> _Your goal_
Scan the data below and give the number of lines that include the word "crate", with no other words.

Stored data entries
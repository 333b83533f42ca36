use crate::config::types::Config;
use crate::config::validation::validate;
use crate::ConfigError;
use sha2::{Digest, Sha256};
use std::path::Path;

/// Loads and parses a configuration file from the given path
///
/// Every section and key is optional; anything left out keeps its default.
///
/// # Arguments
///
/// * `path` - Path to the TOML configuration file
///
/// # Returns
///
/// * `Ok(Config)` - Successfully loaded and validated configuration
/// * `Err(ConfigError)` - Failed to load, parse, or validate the configuration
///
/// # Example
///
/// ```no_run
/// use std::path::Path;
/// use cardlens::config::load_config;
///
/// let config = load_config(Path::new("cardlens.toml")).unwrap();
/// println!("Base URL: {}", config.site.base_url);
/// ```
pub fn load_config(path: &Path) -> Result<Config, ConfigError> {
    let content = std::fs::read_to_string(path)?;
    parse_config(&content)
}

/// Parses and validates configuration from a TOML string
pub fn parse_config(content: &str) -> Result<Config, ConfigError> {
    let config: Config = toml::from_str(content)?;
    validate(&config)?;
    Ok(config)
}

/// Computes a SHA-256 hash of the configuration file content
///
/// Logged at startup so runs can be matched to the configuration they used.
pub fn compute_config_hash(path: &Path) -> Result<String, ConfigError> {
    let content = std::fs::read_to_string(path)?;
    let mut hasher = Sha256::new();
    hasher.update(content.as_bytes());
    let result = hasher.finalize();
    Ok(hex::encode(result))
}

/// Loads a configuration and returns both the config and its hash
pub fn load_config_with_hash(path: &Path) -> Result<(Config, String), ConfigError> {
    let config = load_config(path)?;
    let hash = compute_config_hash(path)?;
    Ok((config, hash))
}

> _Output of the exercise_
3